Je partage entièrement l’opinion de l’auteur sur la primauté que doit avoir le parlement pour la désignation du président de la Commission, et sur la nécessité de réunir pour cela une coalition en son sein plutôt que de s’en remettre à l’automatisme du parti arrivé en tête.
Par contre, lier cette procédure aux listes transnationales est une fausse bonne idée. Ce sont deux problématiques très différentes.
Dans une perspective européenne et transnationale, nous devrions avoir de véritables partis transnationaux avec un vrai président à la tête de chacun d’eux. Ainsi, par exemple, Joseph Daul, président du PPE, serait le candidat naturel de la droite conservatrice européenne pour la présidence de la Commission, tout comme en Allemagne le chef d’un parti est de facto candidat à la Chancellerie. Lors des élections européennes, ce chef de parti devrait diriger la campagne électorale, avec à l’appui le manifeste européen, cette campagne étant bien sûr orchestrée localement par les partis nationaux affiliés, dans des circonscriptions restant à la discrétion des États membres. Ensuite, charge à celui arrivé en tête de constituer une majorité au PE. S’il n’y parvient pas, le Conseil européen devrait confier cette tâche à un autre chef de parti.
L’avenir repose sur de véritables partis transnationaux, pas sur l’illusion des Spitzenkandidaten, un concept inventé par défaut. Encore moins sur les listes transnationales, la fausse bonne idée par excellence.
Pierre Jouvenat a raison. Je le remercie d’apporter cette précision et d’exprimer cette exigence supplémentaire.
Il faut en effet de la clarté. Les prétendus « partis » européens d’aujourd’hui n’en sont statutairement et structurellement pas pour la plupart. Ils restent de vagues conglomérats de partis nationaux sans réelle cohérence. Et il est vrai que le concept de listes transnationales manque de consistance si elles ne sont pas portées par d’authentiques partis européens, donc transnationaux, dont les chefs respectifs seraient les « têtes de liste » naturelles, comme actuellement en Allemagne ou au Royaume Uni, par exemple, et candidates à des fonctions exécutives gouvernementales.
Pour la plupart, les Spitzenkandidaten ne sont dans les faits que les leaders de listes nationales dans les Etats membres et leur pouvoir d’entraînement de l’opinion reste limité hors de ces Etats où, du reste, peu interviennent dans les campagne électorales européennes.
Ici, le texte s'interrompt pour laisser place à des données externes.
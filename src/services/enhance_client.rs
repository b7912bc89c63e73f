//! Enhancement client — asks the enhancement service to process an image URL
//! and re-uploads the result so it gets a durable URL of its own.

use crate::api::PixupApi;
use crate::config::Destination;
use crate::error::AppError;
use crate::services::upload_client;

/// Name prefix for processed results.
pub const ENHANCED_PREFIX: &str = "enhanced";

pub async fn enhance<A: PixupApi>(
    api: &A,
    source_url: &str,
    destination: &Destination,
) -> crate::error::Result<String> {
    let result = async {
        let payload = api.fetch_enhanced(source_url).await?;
        log::debug!(
            "Enhancement returned {} bytes of {}",
            payload.len(),
            payload.content_type
        );
        upload_client::upload(api, payload, ENHANCED_PREFIX, destination, None).await
    }
    .await;

    result.map_err(|e| {
        log::error!("Error enhancing image: {}", e);
        AppError::EnhanceFailed
    })
}
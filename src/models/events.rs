//! Notifications emitted by the enhancement pipeline.

use tokio::sync::mpsc;

use super::history::EnhancementRecord;

/// Where a single pipeline invocation currently is.
#[derive(Debug, Clone, Copy, PartialEq, Eq)]
pub enum PipelineStage {
    Idle,
    Uploading,
    Enhancing,
    Complete,
    Failed,
}

impl PipelineStage {
    pub fn is_terminal(self) -> bool {
        matches!(self, PipelineStage::Complete | PipelineStage::Failed)
    }

    pub fn as_str(self) -> &'static str {
        match self {
            PipelineStage::Idle => "idle",
            PipelineStage::Uploading => "uploading",
            PipelineStage::Enhancing => "enhancing",
            PipelineStage::Complete => "complete",
            PipelineStage::Failed => "failed",
        }
    }
}

#[derive(Debug, Clone, PartialEq, Eq)]
pub enum PipelineEvent {
    /// Upload percentage, 0..=100.
    Progress(u8),
    Stage(PipelineStage),
    Success(EnhancementRecord),
    Failure(String),
}

pub type EventSender = mpsc::UnboundedSender<PipelineEvent>;
pub type EventReceiver = mpsc::UnboundedReceiver<PipelineEvent>;

pub fn channel() -> (EventSender, EventReceiver) {
    mpsc::unbounded_channel()
}
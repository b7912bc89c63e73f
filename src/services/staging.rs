//! Staging of local image files.
//!
//! A picked or dropped file is read into memory and accepted only if it is an
//! image. Content type comes from the file's magic bytes, falling back to its
//! extension.

use std::path::Path;

use bytes::Bytes;

use crate::error::AppError;
use crate::models::image::StagedImage;

/// Read `path` and stage it for the file pipeline.
pub async fn stage_file(path: impl AsRef<Path>) -> crate::error::Result<StagedImage> {
    let path = path.as_ref();
    let file_name = path
        .file_name()
        .and_then(|n| n.to_str())
        .ok_or_else(|| AppError::InvalidInput(format!("Not a file: {}", path.display())))?
        .to_string();

    let data = tokio::fs::read(path)
        .await
        .map_err(|e| AppError::Io(format!("{}: {}", path.display(), e)))?;
    if data.is_empty() {
        return Err(AppError::InvalidInput(format!("{} is empty", file_name)));
    }

    let content_type = detect_content_type(&data, path).ok_or_else(|| {
        AppError::InvalidInput(format!("{} is not an image", file_name))
    })?;

    log::debug!("Staged {} ({} bytes, {})", file_name, data.len(), content_type);
    Ok(StagedImage {
        file_name,
        content_type,
        data: Bytes::from(data),
    })
}

/// `image/*` type of `data`, or `None` if it does not look like an image.
pub fn detect_content_type(data: &[u8], path: &Path) -> Option<String> {
    if let Some(kind) = infer::get(data) {
        let mime = kind.mime_type();
        return mime.starts_with("image/").then(|| mime.to_string());
    }
    guess_from_extension(path).map(str::to_string)
}

fn guess_from_extension(path: &Path) -> Option<&'static str> {
    let ext = path.extension()?.to_str()?.to_ascii_lowercase();
    match ext.as_str() {
        "jpg" | "jpeg" | "jfif" => Some("image/jpeg"),
        "png" => Some("image/png"),
        "gif" => Some("image/gif"),
        "webp" => Some("image/webp"),
        "bmp" => Some("image/bmp"),
        "tif" | "tiff" => Some("image/tiff"),
        "avif" => Some("image/avif"),
        "heic" | "heif" => Some("image/heic"),
        "svg" => Some("image/svg+xml"),
        _ => None,
    }
}

#[cfg(test)]
mod tests {
    use super::*;
    use std::fs;

    const PNG_HEADER: &[u8] = &[0x89, b'P', b'N', b'G', 0x0D, 0x0A, 0x1A, 0x0A, 0, 0, 0, 0x0D];
    const JPEG_HEADER: &[u8] = &[0xFF, 0xD8, 0xFF, 0xE0, 0x00, 0x10, b'J', b'F', b'I', b'F'];

    #[tokio::test]
    async fn test_stage_png_by_magic_bytes() {
        let dir = tempfile::tempdir().unwrap();
        // Misleading extension: magic bytes win.
        let path = dir.path().join("picture.dat");
        fs::write(&path, PNG_HEADER).unwrap();

        let staged = stage_file(&path).await.unwrap();
        assert_eq!(staged.file_name, "picture.dat");
        assert_eq!(staged.content_type, "image/png");
        assert_eq!(staged.data.as_ref(), PNG_HEADER);
    }

    #[tokio::test]
    async fn test_stage_jpeg() {
        let dir = tempfile::tempdir().unwrap();
        let path = dir.path().join("photo.jpg");
        let mut data = JPEG_HEADER.to_vec();
        data.resize(10 * 1024, 0);
        fs::write(&path, &data).unwrap();

        let staged = stage_file(&path).await.unwrap();
        assert_eq!(staged.content_type, "image/jpeg");
        assert_eq!(staged.data.len(), 10 * 1024);
    }

    #[tokio::test]
    async fn test_extension_fallback_for_unsniffable_content() {
        let dir = tempfile::tempdir().unwrap();
        let path = dir.path().join("scan.JPEG");
        fs::write(&path, "not really sniffable").unwrap();

        let staged = stage_file(&path).await.unwrap();
        assert_eq!(staged.content_type, "image/jpeg");
    }

    #[tokio::test]
    async fn test_rejects_non_image() {
        let dir = tempfile::tempdir().unwrap();
        let path = dir.path().join("notes.txt");
        fs::write(&path, "hello").unwrap();

        match stage_file(&path).await {
            Err(AppError::InvalidInput(msg)) => assert!(msg.contains("not an image"), "{}", msg),
            other => panic!("Expected AppError::InvalidInput, got: {:?}", other),
        }
    }

    #[tokio::test]
    async fn test_rejects_sniffed_non_image_even_with_image_extension() {
        let dir = tempfile::tempdir().unwrap();
        let path = dir.path().join("archive.png");
        fs::write(&path, [b'P', b'K', 0x03, 0x04, 0, 0, 0, 0]).unwrap();
        assert!(stage_file(&path).await.is_err());
    }

    #[tokio::test]
    async fn test_rejects_empty_file() {
        let dir = tempfile::tempdir().unwrap();
        let path = dir.path().join("empty.png");
        fs::write(&path, b"").unwrap();
        assert!(matches!(
            stage_file(&path).await,
            Err(AppError::InvalidInput(_))
        ));
    }

    #[tokio::test]
    async fn test_missing_file_is_io_error() {
        let result = stage_file("/nonexistent/path/photo.jpg").await;
        assert!(matches!(result, Err(AppError::Io(_))));
    }
}
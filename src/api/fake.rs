//! In-memory `PixupApi` for pipeline tests.

use std::sync::atomic::{AtomicU32, Ordering};
use std::sync::Mutex;

use super::{PixupApi, UploadParams};
use crate::error::AppError;
use crate::models::image::ImagePayload;

#[derive(Debug, Clone, PartialEq, Eq)]
pub(crate) struct RecordedUpload {
    pub public_id: String,
    pub content_type: String,
    pub size: u64,
    pub preset: String,
}

/// Hands out `https://store/{prefix}-{n}.jpg` URLs and records every call.
#[derive(Debug, Default)]
pub(crate) struct FakeApi {
    /// Fail uploads whose public id starts with this prefix, with this status.
    pub fail_upload: Option<(&'static str, u16)>,
    pub fail_enhance: bool,
    pub enhanced_content_type: Option<&'static str>,
    pub counter: AtomicU32,
    pub uploads: Mutex<Vec<RecordedUpload>>,
    pub enhance_requests: Mutex<Vec<String>>,
}

impl FakeApi {
    pub fn new() -> Self {
        Self {
            enhanced_content_type: Some("image/jpeg"),
            ..Default::default()
        }
    }

    pub fn uploads(&self) -> Vec<RecordedUpload> {
        self.uploads.lock().unwrap().clone()
    }

    pub fn enhance_requests(&self) -> Vec<String> {
        self.enhance_requests.lock().unwrap().clone()
    }
}

impl PixupApi for FakeApi {
    async fn upload_image(&self, params: UploadParams) -> crate::error::Result<String> {
        let prefix = params
            .public_id
            .split('-')
            .next()
            .unwrap_or_default()
            .to_string();
        self.uploads.lock().unwrap().push(RecordedUpload {
            public_id: params.public_id.clone(),
            content_type: params.payload.content_type.clone(),
            size: params.payload.len(),
            preset: params.destination.upload_preset.clone(),
        });

        if let Some((failing, status)) = self.fail_upload {
            if prefix == failing {
                return Err(AppError::Api(format!("status={}: upload rejected", status)));
            }
        }

        if let Some(reporter) = &params.progress {
            let total = params.payload.len();
            reporter.advance(total / 2);
            reporter.advance(total - total / 2);
        }

        let n = self.counter.fetch_add(1, Ordering::Relaxed) + 1;
        Ok(format!("https://store/{}-{}.jpg", prefix, n))
    }

    async fn fetch_enhanced(&self, source_url: &str) -> crate::error::Result<ImagePayload> {
        self.enhance_requests
            .lock()
            .unwrap()
            .push(source_url.to_string());
        if source_url.contains("slow") {
            tokio::time::sleep(std::time::Duration::from_millis(50)).await;
        }
        if self.fail_enhance {
            return Err(AppError::Network("connection reset".into()));
        }
        Ok(ImagePayload::new(vec![0xFF, 0xD8, 0xFF, 0xE0, 1, 2, 3], self.enhanced_content_type))
    }

    async fn fetch_image(&self, url: &str) -> crate::error::Result<ImagePayload> {
        if url.contains("missing") {
            return Err(AppError::Api("status=404: not found".into()));
        }
        Ok(ImagePayload::new(vec![0x89, b'P', b'N', b'G'], Some("image/png")))
    }
}
use std::path::{Path, PathBuf};

use halpha_core::state::DashboardState;
use tokio::sync::watch;

/// Browsers reload the page this often so the countdown visibly ticks.
pub const PAGE_RELOAD_SECS: u32 = 1;

pub struct AppState {
    dashboard: watch::Receiver<DashboardState>,
    icons_dir: PathBuf,
}

impl AppState {
    pub fn new(dashboard: watch::Receiver<DashboardState>, icons_dir: PathBuf) -> Self {
        Self {
            dashboard,
            icons_dir,
        }
    }

    /// Latest published state; cloning keeps the channel unlocked while rendering.
    pub fn current(&self) -> DashboardState {
        self.dashboard.borrow().clone()
    }

    pub fn icons_dir(&self) -> &Path {
        &self.icons_dir
    }
}
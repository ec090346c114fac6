//! The poll-render loop.
//!
//! Each cycle captures the time, fetches the feed, publishes a fresh snapshot,
//! then counts down one second at a time before the next fetch. The current
//! [`DashboardState`] is published through a `watch` channel; readers only
//! ever see whole states.

use std::sync::Arc;
use std::time::{Duration, Instant};

use async_trait::async_trait;
use chrono::{DateTime, Utc};
use tokio::sync::watch;
use tracing::info;

use crate::client::FeedSource;
use crate::error::Result;
use crate::state::DashboardState;
use crate::view::StatusSnapshot;

const TICK: Duration = Duration::from_secs(1);

pub trait Clock: Send + Sync {
    fn now(&self) -> DateTime<Utc>;
}

#[derive(Debug, Clone, Copy, Default)]
pub struct SystemClock;

impl Clock for SystemClock {
    fn now(&self) -> DateTime<Utc> {
        Utc::now()
    }
}

#[async_trait]
pub trait Sleeper: Send + Sync {
    async fn sleep(&self, duration: Duration);
}

#[derive(Debug, Clone, Copy, Default)]
pub struct TokioSleeper;

#[async_trait]
impl Sleeper for TokioSleeper {
    async fn sleep(&self, duration: Duration) {
        tokio::time::sleep(duration).await;
    }
}

pub struct PollLoop {
    source: Arc<dyn FeedSource>,
    clock: Arc<dyn Clock>,
    sleeper: Arc<dyn Sleeper>,
    countdown_secs: u32,
    publisher: watch::Sender<DashboardState>,
}

impl PollLoop {
    /// Creates the loop in the loading state along with a receiver for its published states.
    pub fn new(
        source: Arc<dyn FeedSource>,
        countdown_secs: u32,
    ) -> (Self, watch::Receiver<DashboardState>) {
        let (publisher, receiver) = watch::channel(DashboardState::loading());
        let poll_loop = Self {
            source,
            clock: Arc::new(SystemClock),
            sleeper: Arc::new(TokioSleeper),
            countdown_secs,
            publisher,
        };
        (poll_loop, receiver)
    }

    pub fn with_clock(mut self, clock: Arc<dyn Clock>) -> Self {
        self.clock = clock;
        self
    }

    pub fn with_sleeper(mut self, sleeper: Arc<dyn Sleeper>) -> Self {
        self.sleeper = sleeper;
        self
    }

    /// Polls until a fetch fails. There is no retry; the error is the loop's only exit.
    pub async fn run(self) -> Result<()> {
        loop {
            self.run_cycle().await?;
        }
    }

    /// One Rendering phase followed by one full CountingDown phase.
    pub async fn run_cycle(&self) -> Result<()> {
        let snapshot = self.render().await?;
        self.count_down(snapshot).await;
        Ok(())
    }

    async fn render(&self) -> Result<Arc<StatusSnapshot>> {
        let fetched_at = self.clock.now();
        let previous = self.publisher.borrow().snapshot.clone();
        self.publisher.send_replace(DashboardState::rendering(previous));

        let started = Instant::now();
        let envelope = self.source.fetch().await?;
        let snapshot = Arc::new(StatusSnapshot::from_envelope(&envelope, fetched_at));

        info!(
            sites = envelope.site_info.len(),
            elapsed_ms = started.elapsed().as_millis() as u64,
            "feed refreshed"
        );
        Ok(snapshot)
    }

    async fn count_down(&self, snapshot: Arc<StatusSnapshot>) {
        for remaining_secs in (1..=self.countdown_secs).rev() {
            self.publisher
                .send_replace(DashboardState::counting_down(snapshot.clone(), remaining_secs));
            self.sleeper.sleep(TICK).await;
        }
    }
}
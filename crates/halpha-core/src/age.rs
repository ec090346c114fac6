const MINUTE: u64 = 60;
const HOUR: u64 = 60 * MINUTE;
pub(crate) const DAY: u64 = 24 * HOUR;

/// Ages at or beyond this are reported as having no recent data.
pub const NO_RECENT_DATA_AFTER: u64 = 10 * DAY;

pub const NO_RECENT_DATA: &str = "No recent data";

/// Describes an age in seconds using the coarsest fitting pair of units.
pub fn format_age(age: u64) -> String {
    if age < MINUTE {
        return format!("{age} Seconds");
    }

    if age < HOUR {
        return format!("{} Minutes {} Seconds", age / MINUTE, age % MINUTE);
    }

    if age < DAY {
        return format!(
            "{} Hours {} Minutes",
            age / HOUR,
            round_half_even(age % HOUR, MINUTE)
        );
    }

    if age >= NO_RECENT_DATA_AFTER {
        return NO_RECENT_DATA.to_string();
    }

    format!(
        "{} Days {} Hours",
        age / DAY,
        round_half_even(age % DAY, HOUR)
    )
}

// value / unit rounded to the nearest integer, ties to even.
fn round_half_even(value: u64, unit: u64) -> u64 {
    let quotient = value / unit;
    let twice_remainder = 2 * (value % unit);
    if twice_remainder > unit || (twice_remainder == unit && quotient % 2 == 1) {
        quotient + 1
    } else {
        quotient
    }
}

#[cfg(test)]
mod tests {
    use super::*;

    #[test]
    fn seconds_below_one_minute() {
        assert_eq!(format_age(0), "0 Seconds");
        assert_eq!(format_age(45), "45 Seconds");
        assert_eq!(format_age(59), "59 Seconds");
    }

    #[test]
    fn minutes_and_seconds_below_one_hour() {
        assert_eq!(format_age(60), "1 Minutes 0 Seconds");
        assert_eq!(format_age(90), "1 Minutes 30 Seconds");
        assert_eq!(format_age(3599), "59 Minutes 59 Seconds");
    }

    #[test]
    fn hours_and_rounded_minutes_below_one_day() {
        assert_eq!(format_age(3600), "1 Hours 0 Minutes");
        assert_eq!(format_age(3661), "1 Hours 1 Minutes");
        assert_eq!(format_age(3600 + 89), "1 Hours 1 Minutes");
        assert_eq!(format_age(3600 + 91), "1 Hours 2 Minutes");
        // 59.98 minutes rounds to 60 rather than carrying into the hour
        assert_eq!(format_age(7199), "1 Hours 60 Minutes");
    }

    #[test]
    fn half_minute_ties_round_to_even() {
        assert_eq!(format_age(3600 + 30), "1 Hours 0 Minutes");
        assert_eq!(format_age(3600 + 90), "1 Hours 2 Minutes");
    }

    #[test]
    fn days_and_rounded_hours_below_ten_days() {
        assert_eq!(format_age(86400), "1 Days 0 Hours");
        assert_eq!(format_age(90000), "1 Days 1 Hours");
        assert_eq!(format_age(86400 + 1800), "1 Days 0 Hours");
        assert_eq!(format_age(86400 + 5400), "1 Days 2 Hours");
    }

    #[test]
    fn ten_day_boundary() {
        assert_eq!(format_age(863_999), "9 Days 24 Hours");
        assert_eq!(format_age(864_000), NO_RECENT_DATA);
        assert_eq!(format_age(900_000), NO_RECENT_DATA);
        assert_eq!(format_age(u64::MAX), NO_RECENT_DATA);
    }

    #[test]
    fn round_half_even_matches_banker_rounding() {
        assert_eq!(round_half_even(30, 60), 0);
        assert_eq!(round_half_even(90, 60), 2);
        assert_eq!(round_half_even(150, 60), 2);
        assert_eq!(round_half_even(31, 60), 1);
        assert_eq!(round_half_even(29, 60), 0);
    }
}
Leur qualification de « têtes de listes » restera artificielle aussi longtemps qu’elles ou ils ne seront pas des chefs d’appareils.
Il demeure que la priorité essentielle est de faire respecter la prééminence de la légitimité démocratique du Parlement européen par rapport à celles des gouvernements des Etats membres.
Ce que je craignais est bien en train d’arriver. Le ou la futur(e) président de la commission va être choisi par les chefs d’États ou de gouvernement au lieu d’être choisi par le Parlement. Je considère que c’est un recul par rapport à ce qui s’est passé en 2014.